LAST week’s column opened with a brisk spat about the expansion of diocesan bureaucracy in Southwark, but I don’t think that either Canon Giles Fraser or Canon Simon Butler did justice to the scope of the operation. It appears that the diocese already employs a more distinguished figure than either man, if such can be imagined.
It is currently advertising for a “Head of Justice, Peace, and the Integrity of Creation”. The job is described, with notable understatement, as “a key leadership role”. It’s not too presumptuous, though: the successful applicant’s responsibilities will be clearly distinguished from God’s, in that they extend only across south London and east Surrey.
THE Financial Times is still the most interesting and best informed left-wing paper in Britain. This is presumably because it cannot simply gratify its readers’ prejudices when writing about the various ways in which the strong are trampling on the weak.
This week’s contribution was a story about a senior tax lobbyist, one of the men responsible for the lack of trammels on multinational corporations, Will Morris. “In 2009, Mr Morris was director of global tax policy at GE [General Electric]. The US industrial giant had become renowned for its fierce lobbying and skilful accounting that had gained it tax breaks around the world.
“He had risen quickly through the ranks of GE’s tax department under the direction of John Samuels, the doyen of corporate tax, to become its top policy adviser in 2007 after just seven years at the company.
“He had been among the rising stars at the US Treasury and had been poached by Mr Samuels to help build GE’s tax department into a global profit engine. Its success spawned a transformation in corporate culture that meant tax planning became a crucial way for businesses to boost the bottom line.”
You may wonder what was special about the year 2009: that was the year that Mr Morris was ordained in the Church of England, where he works, the piece says, as a “part-time priest” to this day.
What is odd about the piece is that it contains no direct quotes from the man himself. There are passages from some of his sermons; there is a rather anodyne quote from his Vicar, Canon Sam Wells, of St Martin-in-the-Fields: “He made a decision to integrate a priestly life with a pretty high-end business life. It is not for the faint-hearted to do either, never mind both.”
The core of the piece is the discovery that, in 2005, Mr Morris “was one of five former General Electric executives who negotiated a $1-billion tax break in the UK in 2005 that HM Revenue & Customs now claims was fraudulently obtained. HMRC is pursuing a landmark case against GE that is set to go to trial in October 2021.
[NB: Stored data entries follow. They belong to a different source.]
//! Concrete-discharge heuristic shared by the frame view and the local classifier.
//!
//! A concrete bucket is hoisted on a multi-branch reeving and loses weight in
//! abrupt steps while it discharges. Whenever no classifier verdict exists
//! for a frame, this is the rule that decides between `Concrete` and
//! `Default`.

use serde::{Deserialize, Serialize};

use crate::record::{CargoType, Record};

/// Thresholds for the concrete-drop rule.
#[derive(Debug, Clone, Copy, PartialEq, Serialize, Deserialize)]
#[serde(default)]
pub struct CargoHeuristic {
    /// Minimum weight loss versus the previous sample (default: 0.4 t)
    pub weight_drop_threshold: f64,

    /// Minimum rope branch count (default: 2)
    pub min_reeving: u32,
}

impl Default for CargoHeuristic {
    fn default() -> Self {
        Self {
            weight_drop_threshold: 0.4,
            min_reeving: 2,
        }
    }
}

impl CargoHeuristic {
    /// True when the sample looks like a bucket mid-discharge.
    ///
    /// Both weights must be present; the drop must be strictly greater than
    /// the threshold.
    pub fn is_concrete_drop(
        &self,
        previous_weight: Option<f64>,
        weight: Option<f64>,
        reeving: u32,
    ) -> bool {
        if reeving < self.min_reeving {
            return false;
        }
        match (previous_weight, weight) {
            (Some(prev), Some(current)) => prev - current > self.weight_drop_threshold,
            _ => false,
        }
    }

    /// Classifies a record against its predecessor.
    pub fn classify(&self, previous: Option<&Record>, current: &Record) -> CargoType {
        let prev_weight = previous.and_then(|p| p.weight);
        if self.is_concrete_drop(prev_weight, current.weight, current.reeving) {
            CargoType::Concrete
        } else {
            CargoType::Default
        }
    }

    /// The cargo type a renderer should show: the annotated type if the
    /// analytics merge produced one, otherwise the heuristic.
    pub fn resolve(&self, previous: Option<&Record>, current: &Record) -> CargoType {
        current
            .cargo_type
            .unwrap_or_else(|| self.classify(previous, current))
    }
}

#[cfg(test)]
mod tests {
    use super::*;

    fn sample(weight: f64, reeving: i64) -> Record {
        Record::new(0, 10.0, 5.0, 0.0)
            .with_weight(weight)
            .with_reeving(reeving)
    }

    #[test]
    fn test_concrete_drop_detected() {
        let h = CargoHeuristic::default();
        let prev = sample(2.0, 2);
        let cur = sample(1.5, 2);
        assert_eq!(h.classify(Some(&prev), &cur), CargoType::Concrete);
    }

    #[test]
    fn test_drop_at_threshold_is_not_concrete() {
        let h = CargoHeuristic {
            weight_drop_threshold: 0.5,
            min_reeving: 2,
        };
        assert!(!h.is_concrete_drop(Some(2.0), Some(1.5), 2));
    }

    #[test]
    fn test_single_branch_never_concrete() {
        let h = CargoHeuristic::default();
        assert!(!h.is_concrete_drop(Some(5.0), Some(1.0), 1));
    }

    #[test]
    fn test_missing_weights_never_concrete() {
        let h = CargoHeuristic::default();
        assert!(!h.is_concrete_drop(None, Some(1.0), 4));
        assert!(!h.is_concrete_drop(Some(3.0), None, 4));
        assert_eq!(h.classify(None, &sample(1.0, 4)), CargoType::Default);
    }

    #[test]
    fn test_resolve_prefers_annotation() {
        let h = CargoHeuristic::default();
        let prev = sample(2.0, 2);
        let mut cur = sample(1.0, 2);
        cur.cargo_type = Some(CargoType::Rebar);
        assert_eq!(h.resolve(Some(&prev), &cur), CargoType::Rebar);
    }
}
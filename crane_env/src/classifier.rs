//! Zone classifier abstraction.
//!
//! The classifier is the one external service the replay core talks to
//! asynchronously. It receives a compact projection of the recorded history
//! and answers with a loosely structured JSON document; shaping that document
//! into zones is the aggregator's job, not the classifier's.

use async_trait::async_trait;
use serde::{Deserialize, Serialize};
use serde_json::Value;

use crate::error::EnvError;

/// One history sample as sent to a classifier.
///
/// ```text
/// {index, time, radius, angle, height, weight, wind, reeving}
/// ```
#[derive(Debug, Clone, PartialEq, Serialize, Deserialize)]
pub struct ClassifierPoint {
    /// Position of the sample in the full record sequence
    pub index: usize,

    /// Absolute timestamp (epoch milliseconds)
    pub time: i64,

    /// Trolley radius in meters
    pub radius: f64,

    /// Slewing angle in degrees
    pub angle: f64,

    /// Hook height in meters
    pub height: f64,

    /// Load weight in tonnes
    pub weight: Option<f64>,

    /// Wind speed in m/s
    pub wind: Option<f64>,

    /// Rope branch count (always >= 1)
    pub reeving: u32,
}

/// Abstraction for zone classification services.
///
/// # Implementations
///
/// - **Local**: `HeuristicClassifier` (in `crane_core`) - clustering over weight steps
/// - **Canned**: `CannedClassifier` - replays a stored response
/// - **Remote**: anything that can turn points into the response document
///
/// # Response shape
///
/// ```text
/// {
///   loadingZones:       [{position:{x,y,z}, count, avgWeight}],
///   unloadingZones:     [{position:{x,y,z}, count, avgWeight}],
///   cargoTypes:         [{frameIdx, type}],
///   concreteOperations: [{startTime, endTime, position:{x,y,z}, avgWeight}]
/// }
/// ```
///
/// Implementations are not required to get the shape right; missing or
/// malformed fields are tolerated downstream.
#[async_trait]
pub trait ZoneClassifier: Send + Sync + 'static {
    /// Human-readable classifier name (for logs).
    fn name(&self) -> &str;

    /// Classifies the given points.
    ///
    /// # Returns
    /// * `Ok(value)` - Raw response document
    /// * `Err(EnvError)` - The service failed; callers treat this as "no analytics"
    async fn classify(&self, points: &[ClassifierPoint]) -> Result<Value, EnvError>;
}

/// Classifier that answers every request with a stored response.
///
/// Used to replay a response captured from a remote service, and in tests
/// to inject malformed or failing answers.
#[derive(Debug, Clone)]
pub struct CannedClassifier {
    response: Result<Value, String>,
}

impl CannedClassifier {
    /// Creates a classifier that always returns `response`.
    pub fn new(response: Value) -> Self {
        Self {
            response: Ok(response),
        }
    }

    /// Parses a stored response document.
    pub fn from_json(text: &str) -> Result<Self, EnvError> {
        Ok(Self::new(serde_json::from_str(text)?))
    }

    /// Creates a classifier that always fails with `reason`.
    pub fn failing(reason: impl Into<String>) -> Self {
        Self {
            response: Err(reason.into()),
        }
    }
}

#[async_trait]
impl ZoneClassifier for CannedClassifier {
    fn name(&self) -> &str {
        "canned"
    }

    async fn classify(&self, _points: &[ClassifierPoint]) -> Result<Value, EnvError> {
        match &self.response {
            Ok(value) => Ok(value.clone()),
            Err(reason) => Err(EnvError::classifier(reason.clone())),
        }
    }
}

#[cfg(test)]
mod tests {
    use super::*;
    use serde_json::json;

    fn sample_point() -> ClassifierPoint {
        ClassifierPoint {
            index: 3,
            time: 1_700_000_000_000,
            radius: 20.0,
            angle: 90.0,
            height: 12.5,
            weight: Some(1.8),
            wind: None,
            reeving: 2,
        }
    }

    #[test]
    fn test_point_wire_format() {
        let value = serde_json::to_value(sample_point()).unwrap();
        assert_eq!(value["index"], 3);
        assert_eq!(value["reeving"], 2);
        assert!(value["wind"].is_null());
    }

    #[tokio::test]
    async fn test_canned_classifier_returns_response() {
        let classifier = CannedClassifier::new(json!({"loadingZones": []}));
        let value = classifier.classify(&[sample_point()]).await.unwrap();
        assert!(value["loadingZones"].is_array());
    }

    #[tokio::test]
    async fn test_canned_classifier_failure() {
        let classifier = CannedClassifier::failing("service offline");
        let err = classifier.classify(&[]).await.unwrap_err();
        assert!(matches!(err, EnvError::ClassifierFailed(_)));
    }

    #[test]
    fn test_from_json_rejects_garbage() {
        let err = CannedClassifier::from_json("not json").unwrap_err();
        assert!(matches!(err, EnvError::MalformedResponse(_)));
    }
}
//! JSON exporter for replay runs.
//!
//! Captures sampled frames, the final hook trail and the analytics report
//! so a renderer (or a test) can inspect a headless run after the fact.

use crane_core::{AnalyticsReport, FrameView, PathPoint, PlaybackState};
use serde::Serialize;
use std::fs::File;
use std::io::Write;
use std::path::Path;

/// One sampled frame.
#[derive(Debug, Clone, Serialize)]
pub struct ExportFrame {
    /// Runner tick that produced the sample
    pub tick: u64,

    /// Virtual wall-clock time in seconds
    pub time_sec: f64,

    /// Simulated playback time in milliseconds
    pub elapsed_millis: f64,

    pub frame: FrameView,
}

/// Complete replay export.
#[derive(Debug, Clone, Serialize)]
pub struct ReplayExport {
    /// Session identifier
    pub session: String,

    /// Where the history came from (file path or "synthetic")
    pub source: String,

    /// Seed of a synthetic history
    #[serde(skip_serializing_if = "Option::is_none")]
    pub seed: Option<u64>,

    pub record_count: usize,

    /// Duration of the history in milliseconds
    pub duration_millis: f64,

    pub frames: Vec<ExportFrame>,

    pub path: Vec<PathPoint>,

    #[serde(skip_serializing_if = "Option::is_none")]
    pub analytics: Option<AnalyticsReport>,

    #[serde(skip_serializing_if = "Option::is_none")]
    pub final_state: Option<PlaybackState>,
}

impl ReplayExport {
    /// Creates a new export container.
    pub fn new(source: &str, seed: Option<u64>) -> Self {
        Self {
            session: String::new(),
            source: source.to_string(),
            seed,
            record_count: 0,
            duration_millis: 0.0,
            frames: Vec::new(),
            path: Vec::new(),
            analytics: None,
            final_state: None,
        }
    }

    pub fn add_frame(&mut self, frame: ExportFrame) {
        self.frames.push(frame);
    }

    /// Records the end-of-run state.
    pub fn finalize(
        &mut self,
        state: PlaybackState,
        path: Vec<PathPoint>,
        analytics: Option<AnalyticsReport>,
    ) {
        self.record_count = state.record_count;
        self.duration_millis = state.total_duration_millis;
        self.final_state = Some(state);
        self.path = path;
        self.analytics = analytics;
    }

    /// Writes to a JSON file.
    pub fn write_to_file(&self, path: impl AsRef<Path>) -> std::io::Result<()> {
        let json = serde_json::to_string_pretty(self)?;
        let mut file = File::create(path)?;
        file.write_all(json.as_bytes())?;
        Ok(())
    }
}

#[cfg(test)]
mod tests {
    use super::*;
    use crane_core::{CargoHeuristic, PlaybackClock, Record, RecordSequence};

    #[test]
    fn test_write_to_file() {
        let records = RecordSequence::new(vec![
            Record::new(0, 10.0, 5.0, 0.0),
            Record::new(1_000, 12.0, 5.0, 10.0),
        ])
        .unwrap();
        let clock = PlaybackClock::with_records(records, &mut ());

        let mut export = ReplayExport::new("synthetic", Some(42));
        export.add_frame(ExportFrame {
            tick: 0,
            time_sec: 0.0,
            elapsed_millis: 0.0,
            frame: FrameView::at(clock.records(), 0, &CargoHeuristic::default()).unwrap(),
        });
        export.finalize(clock.state(), Vec::new(), None);

        let dir = tempfile::tempdir().unwrap();
        let path = dir.path().join("replay.json");
        export.write_to_file(&path).unwrap();

        let value: serde_json::Value =
            serde_json::from_str(&std::fs::read_to_string(&path).unwrap()).unwrap();
        assert_eq!(value["seed"], 42);
        assert_eq!(value["record_count"], 2);
        assert_eq!(value["frames"][0]["frame"]["cargo_type"], "default");
        assert!(value.get("analytics").is_none());
    }
}
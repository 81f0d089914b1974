//! The `OciStore` trait: read-only access to the local content store.

use async_trait::async_trait;
use ocimesh_reference::{Digest, Reference};
use tokio::io::AsyncWrite;
use tokio::sync::mpsc;

use crate::error::Result;

/// A snapshot of everything currently resident in the content store for
/// the configured namespace.
#[derive(Debug, Clone, Default)]
pub struct Inventory {
    /// Digests (manifests and blobs) currently resident.
    pub digests: Vec<Digest>,
    /// Tag-references currently resident.
    pub references: Vec<Reference>,
}

/// A content-store change notification.
///
/// Events are per-key ordered but not globally ordered, and may be
/// coalesced — the only guarantee is that a digest observed in a
/// `list`/`Added` stays addressable until a matching `Removed`.
#[derive(Debug, Clone, PartialEq, Eq)]
pub enum ChangeEvent {
    /// A digest or reference became resident.
    Added(String),
    /// A digest or reference is no longer resident.
    Removed(String),
}

/// Read-only access to the local content store.
///
/// This is the connection to the container runtime's content-addressable
/// store. A full implementation talking to a real runtime is out of scope
/// here; this crate defines only the contract plus [`InMemoryStore`], a
/// test/demo implementation.
#[async_trait]
pub trait OciStore: Send + Sync {
    /// The current inventory snapshot, filtered by the caller's image
    /// filter before being handed to this trait (the store itself is
    /// unfiltered).
    async fn list(&self) -> Result<Inventory>;

    /// Subscribe to a lazy, restartable stream of change events.
    ///
    /// Returns a channel receiver rather than a boxed `Stream` so
    /// implementations stay object-safe without extra indirection; callers
    /// `recv()` in a loop exactly as they would poll a stream.
    async fn subscribe(&self) -> Result<mpsc::Receiver<ChangeEvent>>;

    /// Map a tag-reference to the digest it currently points at, if any.
    async fn resolve(&self, reference: &Reference) -> Result<Option<Digest>>;

    /// Fetch a manifest or other small object's bytes and media type.
    async fn get_content(&self, digest: &Digest) -> Result<(Vec<u8>, String)>;

    /// Fetch a blob's size without reading its content.
    async fn get_size(&self, digest: &Digest) -> Result<u64>;

    /// Stream a blob to `sink` without buffering the whole blob in memory.
    async fn copy(&self, digest: &Digest, sink: &mut (dyn AsyncWrite + Unpin + Send)) -> Result<()>;
}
“GE has vigorously denied the allegations. Neither Mr Morris nor PwC [the accountants for whom he now works] is a defendant, but his influential role in the world of corporate tax lobbying may mean some scrutiny of his reputation.”
This is one of those respectable City jobs, I think, in which no amount of private virtue could compensate for the harm done to public finances. Even if Mr Morris devoted his entire salary to charity (and why should he?), and even if his salary is as large as one imagines, the figure would be dwarfed by the amount of tax the companies he advises don’t contribute to the public purse.
And yet he works at a church most famous for its work among London’s homeless. Should we compare him to all the clergy who are not paid to frustrate the financing of the welfare state, or to all the tax lawyers who would never dream of working as parish clergy?
Bear in mind, when attempting these judgements, that every time you buy something from Amazon you are yourself taking advantage of the company’s sweetheart tax deals, some small portion of which is passed on to the customers.
KOREAN Christianity is something else. Reuters reported that 320 people out of the 4000-strong congregation of Sarang Jeil church, in Seoul, have tested positive for Covid-19 — among them the pastor, who claims that his church is a victim of “virus terror”. The authorities want to test and isolate another 600, but the church won’t hand over their details.
Yet the strangest story of religion and the virus came from a Guardian long-read about intensive-care units. The patients in there are so heavily sedated that they have a very hard time making sense of what has happened, even after they recover. One doctor remembered a patient who was convinced that they had been kidnapped by Colombian pirates: they had been moved around the ward on a water bed by Spanish-speaking nurses.
Another “told me about an intensive-care patient who converted to Catholicism after believing that they had been in a church where a nun had guided them through their treatment. The ‘nun’, the hospital team realised, was an oxygen tank whose white neck and black base must have looked like a habit.” The patient is still a practising Catholic.